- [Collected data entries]
::::

//! Prompt assembly.
//!
//! Builds the message sequence sent to the chat provider, in fixed order:
//! persona description, behavioral instructions (character substituted),
//! retrieved passages tagged with provenance, prior turns oldest first, and
//! the new user message wrapped in the role-play framing template. Kept
//! separate from the orchestrator so the layout is testable on its own.

use crate::generate::ChatMessage;
use crate::models::{RetrievedPassage, Role, Turn};

/// Everything the prompt needs for one turn.
pub struct PromptInputs<'a> {
    pub persona: &'a str,
    pub instructions: &'a str,
    pub character: &'a str,
    pub passages: &'a [RetrievedPassage],
    pub history: &'a [Turn],
    pub user_text: &'a str,
}

/// Wrap the raw user input in the role-play framing that names the target
/// character.
pub fn frame_user_message(character: &str, query: &str) -> String {
    format!(
        "You are {character} in the novel. Behave like a real character \
according to the novel context and background.\n\nQuestion: {query}"
    )
}

/// Render retrieved passages with enough provenance to tell them apart.
pub fn render_passages(passages: &[RetrievedPassage]) -> String {
    let mut out = String::new();
    for (i, p) in passages.iter().enumerate() {
        out.push_str(&format!(
            "[{}] {} #{}\n{}\n\n",
            i + 1,
            p.source,
            p.chunk_index,
            p.text
        ));
    }
    out.trim_end().to_string()
}

/// Assemble the full message sequence for one turn.
pub fn assemble(inputs: &PromptInputs<'_>) -> Vec<ChatMessage> {
    let instructions = inputs.instructions.replace("{character}", inputs.character);

    let mut system = String::new();
    system.push_str(inputs.persona);
    system.push_str("\n\n");
    system.push_str(&instructions);

    if inputs.passages.is_empty() {
        system.push_str("\n\nNo passages were retrieved for this question.");
    } else {
        system.push_str("\n\nRetrieved passages from the novel:\n\n");
        system.push_str(&render_passages(inputs.passages));
    }

    let mut messages = vec![ChatMessage::system(system)];

    for turn in inputs.history {
        match turn.role {
            Role::User => messages.push(ChatMessage::user(turn.content.clone())),
            Role::Assistant => messages.push(ChatMessage::assistant(turn.content.clone())),
        }
    }

    messages.push(ChatMessage::user(frame_user_message(
        inputs.character,
        inputs.user_text,
    )));

    messages
}
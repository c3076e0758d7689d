//! Durable conversation history.
//!
//! Turns live in an append-only SQLite table keyed by `(store, session_id)`
//! and ordered by a per-session sequence number assigned transactionally.
//! A process restart followed by [`SessionStore::load`] returns every turn
//! previously appended, in original order.

use chrono::{DateTime, Utc};
use sqlx::{Row, SqlitePool};
use std::path::Path;
use thiserror::Error;

use crate::db;
use crate::migrate;
use crate::models::{Role, Turn};

#[derive(Debug, Error)]
pub enum StoreError {
    #[error("session store error: {0}")]
    Storage(#[from] sqlx::Error),

    #[error("failed to open session store: {0}")]
    Open(String),

    #[error("corrupt turn row: {0}")]
    Corrupt(String),
}

/// Handle to the persistent session store.
#[derive(Clone)]
pub struct SessionStore {
    pool: SqlitePool,
    store: String,
}

impl SessionStore {
    /// Open (creating if necessary) the session database at `path` and
    /// scope all operations to `store`.
    pub async fn open(path: &Path, store: impl Into<String>) -> Result<Self, StoreError> {
        let pool = db::connect(path)
            .await
            .map_err(|e| StoreError::Open(e.to_string()))?;
        migrate::ensure_session_schema(&pool)
            .await
            .map_err(|e| StoreError::Open(e.to_string()))?;

        Ok(Self {
            pool,
            store: store.into(),
        })
    }

    /// Wrap an already-open pool (tests).
    pub fn with_pool(pool: SqlitePool, store: impl Into<String>) -> Self {
        Self {
            pool,
            store: store.into(),
        }
    }

    /// Append one turn, assigning the next sequence number for the session.
    pub async fn append(
        &self,
        session_id: &str,
        role: Role,
        content: &str,
    ) -> Result<(), StoreError> {
        let mut tx = self.pool.begin().await?;

        let next_seq: i64 = sqlx::query_scalar(
            "SELECT COALESCE(MAX(seq), -1) + 1 FROM turns WHERE store = ? AND session_id = ?",
        )
        .bind(&self.store)
        .bind(session_id)
        .fetch_one(&mut *tx)
        .await?;

        sqlx::query(
            r#"
            INSERT INTO turns (store, session_id, seq, role, content, created_at)
            VALUES (?, ?, ?, ?, ?, ?)
            "#,
        )
        .bind(&self.store)
        .bind(session_id)
        .bind(next_seq)
        .bind(role.as_str())
        .bind(content)
        .bind(Utc::now().timestamp())
        .execute(&mut *tx)
        .await?;

        tx.commit().await?;
        Ok(())
    }

    /// Load every turn of the session in append order.
    pub async fn load(&self, session_id: &str) -> Result<Vec<Turn>, StoreError> {
        let rows = sqlx::query(
            r#"
            SELECT seq, role, content, created_at
            FROM turns
            WHERE store = ? AND session_id = ?
            ORDER BY seq
            "#,
        )
        .bind(&self.store)
        .bind(session_id)
        .fetch_all(&self.pool)
        .await?;

        rows.iter()
            .map(|row| {
                let role_str: String = row.get("role");
                let role = Role::parse(&role_str)
                    .ok_or_else(|| StoreError::Corrupt(format!("unknown role '{}'", role_str)))?;
                let created_at: i64 = row.get("created_at");

                Ok(Turn {
                    session_id: session_id.to_string(),
                    seq: row.get("seq"),
                    role,
                    content: row.get("content"),
                    created_at: DateTime::<Utc>::from_timestamp(created_at, 0)
                        .unwrap_or_else(Utc::now),
                })
            })
            .collect()
    }
}
//! Shared plumbing for the OpenAI-compatible HTTP providers.
//!
//! Both the embedding client and the chat client use the same retry
//! strategy:
//! - HTTP 429 (rate limited) and 5xx (server error) → retry
//! - HTTP 4xx (client error, not 429) → fail immediately
//! - Network errors and timeouts → retry
//! - Backoff: 1s, 2s, 4s, 8s, 16s, 32s (capped at 2^5)

use std::time::Duration;
use thiserror::Error;

/// Failure talking to an external model provider. Per-turn failures wrap
/// one of these with the pipeline stage they occurred in.
#[derive(Debug, Error)]
pub enum ProviderError {
    #[error("missing credentials: {0} not set")]
    MissingCredentials(&'static str),

    #[error("provider returned {status}: {body}")]
    Http { status: u16, body: String },

    #[error("provider request failed: {0}")]
    Network(String),

    #[error("provider request timed out")]
    Timeout,

    #[error("malformed provider response: {0}")]
    InvalidResponse(String),

    #[error("provider failed after {0} retries")]
    RetriesExhausted(u32),
}

/// Read the API key from the environment.
pub fn api_key() -> Result<String, ProviderError> {
    std::env::var("OPENAI_API_KEY").map_err(|_| ProviderError::MissingCredentials("OPENAI_API_KEY"))
}

/// Build a reqwest client with the per-call timeout applied.
pub fn http_client(timeout_secs: u64) -> Result<reqwest::Client, ProviderError> {
    reqwest::Client::builder()
        .timeout(Duration::from_secs(timeout_secs))
        .build()
        .map_err(|e| ProviderError::Network(e.to_string()))
}

/// Exponential backoff delay before retry `attempt` (1-based).
pub fn backoff_delay(attempt: u32) -> Duration {
    Duration::from_secs(1 << (attempt - 1).min(5))
}

/// Classify a reqwest transport error as retryable.
pub fn transport_error(e: reqwest::Error) -> ProviderError {
    if e.is_timeout() {
        ProviderError::Timeout
    } else {
        ProviderError::Network(e.to_string())
    }
}

/// POST `body` to `url` with retry/backoff, returning the parsed JSON of
/// the first successful response.
pub async fn post_json_with_retry(
    client: &reqwest::Client,
    url: &str,
    api_key: &str,
    body: &serde_json::Value,
    max_retries: u32,
) -> Result<serde_json::Value, ProviderError> {
    let mut last_err = None;

    for attempt in 0..=max_retries {
        if attempt > 0 {
            tokio::time::sleep(backoff_delay(attempt)).await;
        }

        let resp = client
            .post(url)
            .header("Authorization", format!("Bearer {}", api_key))
            .header("Content-Type", "application/json")
            .json(body)
            .send()
            .await;

        match resp {
            Ok(response) => {
                let status = response.status();

                if status.is_success() {
                    return response
                        .json::<serde_json::Value>()
                        .await
                        .map_err(|e| ProviderError::InvalidResponse(e.to_string()));
                }

                let body_text = response.text().await.unwrap_or_default();

                // Rate limited or server error — retry
                if status.as_u16() == 429 || status.is_server_error() {
                    tracing::debug!(status = status.as_u16(), attempt, "retrying provider call");
                    last_err = Some(ProviderError::Http {
                        status: status.as_u16(),
                        body: body_text,
                    });
                    continue;
                }

                // Client error (not 429) — don't retry
                return Err(ProviderError::Http {
                    status: status.as_u16(),
                    body: body_text,
                });
            }
            Err(e) => {
                last_err = Some(transport_error(e));
                continue;
            }
        }
    }

    Err(last_err.unwrap_or(ProviderError::RetriesExhausted(max_retries)))
}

::::

- [Your goal]
Write out word for word only the lines from the start of the entries down to the line with "oldest first, and", please, including both ends.

- [Answer to the problem]
//! Prompt assembly.
//!
//! Builds the message sequence sent to the chat provider, in fixed order:
//! persona description, behavioral instructions (character substituted),
//! retrieved passages tagged with provenance, prior turns oldest first, and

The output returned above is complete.